*What you need to do:* Reproduce every line of the listing exactly.

[Study material Boundary: Start]

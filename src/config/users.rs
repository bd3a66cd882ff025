//! The users file: `user:base64(aes-256-cbc(password))`, one per line,
//! decrypted with the master key. The master key file holds the base64 of the
//! master secret and must not be readable by anyone else.

use std::os::unix::fs::PermissionsExt;

use base64::{engine::general_purpose::STANDARD as b64, Engine};
use openssl::symm::{decrypt, encrypt, Cipher};
use sha2::{Digest, Sha256};

use crate::errors::Error;

#[derive(Debug, Clone, PartialEq, Eq)]
pub struct UserEntry {
    pub username: String,
    pub password: String,
}

/// Read and decode the master key. Defaults to `~/.pg_warden/master.key`.
pub fn read_master_key(path: Option<&str>) -> Result<Vec<u8>, Error> {
    let path = match path {
        Some(path) => path.to_string(),
        None => {
            let home = std::env::var("HOME")
                .map_err(|_| Error::BadConfig("HOME is not set; cannot find master key".into()))?;
            format!("{home}/.pg_warden/master.key")
        }
    };

    let metadata = std::fs::metadata(&path)
        .map_err(|err| Error::BadConfig(format!("Could not stat master key '{path}': {err}")))?;
    if metadata.permissions().mode() & 0o077 != 0 {
        return Err(Error::BadConfig(format!(
            "master key '{path}' must have mode 0600"
        )));
    }

    let contents = std::fs::read_to_string(&path)
        .map_err(|err| Error::BadConfig(format!("Could not read master key '{path}': {err}")))?;

    b64.decode(contents.trim())
        .map_err(|err| Error::BadConfig(format!("master key '{path}' is not base64: {err}")))
}

/// OpenSSL's EVP_BytesToKey with SHA-256, no salt, one round: the scheme the
/// admin tool uses to derive the cipher key and IV from the master secret.
fn derive_key_iv(master_key: &[u8]) -> ([u8; 32], [u8; 16]) {
    let d1: [u8; 32] = Sha256::digest(master_key).into();

    let mut hasher = Sha256::new();
    hasher.update(d1);
    hasher.update(master_key);
    let d2: [u8; 32] = hasher.finalize().into();

    let mut iv = [0u8; 16];
    iv.copy_from_slice(&d2[..16]);

    (d1, iv)
}

pub fn decrypt_password(encoded: &str, master_key: &[u8]) -> Result<String, Error> {
    let ciphertext = b64
        .decode(encoded)
        .map_err(|err| Error::BadConfig(format!("password is not base64: {err}")))?;

    let (key, iv) = derive_key_iv(master_key);

    let plaintext = decrypt(Cipher::aes_256_cbc(), &key, Some(&iv), &ciphertext)
        .map_err(|err| Error::BadConfig(format!("password decryption failed: {err}")))?;

    String::from_utf8(plaintext)
        .map_err(|_| Error::BadConfig("decrypted password is not UTF-8".into()))
}

/// The inverse, used by tests and the admin tooling.
pub fn encrypt_password(password: &str, master_key: &[u8]) -> Result<String, Error> {
    let (key, iv) = derive_key_iv(master_key);

    let ciphertext = encrypt(Cipher::aes_256_cbc(), &key, Some(&iv), password.as_bytes())
        .map_err(|err| Error::BadConfig(format!("password encryption failed: {err}")))?;

    Ok(b64.encode(ciphertext))
}

pub fn parse_users_file(contents: &str, master_key: &[u8]) -> Result<Vec<UserEntry>, Error> {
    let mut users = Vec::new();

    for (lineno, line) in contents.lines().enumerate() {
        let line = line.trim();
        if line.is_empty() || line.starts_with('#') {
            continue;
        }

        let (username, encoded) = line.split_once(':').ok_or_else(|| {
            Error::BadConfig(format!(
                "users file line {}: expected 'user:password'",
                lineno + 1
            ))
        })?;

        users.push(UserEntry {
            username: username.to_string(),
            password: decrypt_password(encoded, master_key).map_err(|err| {
                Error::BadConfig(format!("users file line {}: {err}", lineno + 1))
            })?,
        });
    }

    Ok(users)
}

/// Look a user up in the active configuration.
pub fn user_known(username: &str) -> bool {
    crate::config::get_config()
        .users
        .iter()
        .any(|user| user.username == username)
}

/// The stored password for a user, if the pooler knows it.
pub fn user_password(username: &str) -> Option<String> {
    crate::config::get_config()
        .users
        .iter()
        .find(|user| user.username == username)
        .map(|user| user.password.clone())
}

[Study material Boundary: End]

*Response area:*
filename src/config/users.rs
repository bd3a66cd882ff025
//! The users file: `user:base64(aes-256-cbc(password))`, one per line,
//! decrypted with the master key. The master key file holds the base64 of the
//! master secret and must not be readable by anyone else.

use std::os::unix::fs::PermissionsExt;

use base64::{engine::general_purpose::STANDARD as b64, Engine};
use openssl::symm::{decrypt, encrypt, Cipher};
use sha2::{Digest, Sha256};

use crate::errors::Error;

#[derive(Debug, Clone, PartialEq, Eq)]
pub struct UserEntry {
    pub username: String,
    pub password: String,
}

/// Read and decode the master key. Defaults to `~/.pg_warden/master.key`.
pub fn read_master_key(path: Option<&str>) -> Result<Vec<u8>, Error> {
    let path = match path {
        Some(path) => path.to_string(),
        None => {
            let home = std::env::var("HOME")
                .map_err(|_| Error::BadConfig("HOME is not set; cannot find master key".into()))?;
            format!("{home}/.pg_warden/master.key")
        }
    };

    let metadata = std::fs::metadata(&path)
        .map_err(|err| Error::BadConfig(format!("Could not stat master key '{path}': {err}")))?;
    if metadata.permissions().mode() & 0o077 != 0 {
        return Err(Error::BadConfig(format!(
            "master key '{path}' must have mode 0600"
        )));
    }

    let contents = std::fs::read_to_string(&path)
        .map_err(|err| Error::BadConfig(format!("Could not read master key '{path}': {err}")))?;

    b64.decode(contents.trim())
        .map_err(|err| Error::BadConfig(format!("master key '{path}' is not base64: {err}")))
}

/// OpenSSL's EVP_BytesToKey with SHA-256, no salt, one round: the scheme the
/// admin tool uses to derive the cipher key and IV from the master secret.
fn derive_key_iv(master_key: &[u8]) -> ([u8; 32], [u8; 16]) {
    let d1: [u8; 32] = Sha256::digest(master_key).into();

    let mut hasher = Sha256::new();
    hasher.update(d1);
    hasher.update(master_key);
    let d2: [u8; 32] = hasher.finalize().into();

    let mut iv = [0u8; 16];
    iv.copy_from_slice(&d2[..16]);

    (d1, iv)
}

pub fn decrypt_password(encoded: &str, master_key: &[u8]) -> Result<String, Error> {
    let ciphertext = b64
        .decode(encoded)
        .map_err(|err| Error::BadConfig(format!("password is not base64: {err}")))?;

    let (key, iv) = derive_key_iv(master_key);

    let plaintext = decrypt(Cipher::aes_256_cbc(), &key, Some(&iv), &ciphertext)
        .map_err(|err| Error::BadConfig(format!("password decryption failed: {err}")))?;

    String::from_utf8(plaintext)
        .map_err(|_| Error::BadConfig("decrypted password is not UTF-8".into()))
}

/// The inverse, used by tests and the admin tooling.
pub fn encrypt_password(password: &str, master_key: &[u8]) -> Result<String, Error> {
    let (key, iv) = derive_key_iv(master_key);

    let ciphertext = encrypt(Cipher::aes_256_cbc(), &key, Some(&iv), password.as_bytes())
        .map_err(|err| Error::BadConfig(format!("password encryption failed: {err}")))?;

    Ok(b64.encode(ciphertext))
}

pub fn parse_users_file(contents: &str, master_key: &[u8]) -> Result<Vec<UserEntry>, Error> {
    let mut users = Vec::new();

    for (lineno, line) in contents.lines().enumerate() {
        let line = line.trim();
        if line.is_empty() || line.starts_with('#') {
            continue;
        }

        let (username, encoded) = line.split_once(':').ok_or_else(|| {
            Error::BadConfig(format!(
                "users file line {}: expected 'user:password'",
                lineno + 1
            ))
        })?;

        users.push(UserEntry {
            username: username.to_string(),
            password: decrypt_password(encoded, master_key).map_err(|err| {
                Error::BadConfig(format!("users file line {}: {err}", lineno + 1))
            })?,
        });
    }

    Ok(users)
}

/// Look a user up in the active configuration.
pub fn user_known(username: &str) -> bool {
    crate::config::get_config()
        .users
        .iter()
        .any(|user| user.username == username)
}

/// The stored password for a user, if the pooler knows it.
pub fn user_password(username: &str) -> Option<String> {
    crate::config::get_config()
        .users
        .iter()
        .find(|user| user.username == username)
        .map(|user| user.password.clone())
}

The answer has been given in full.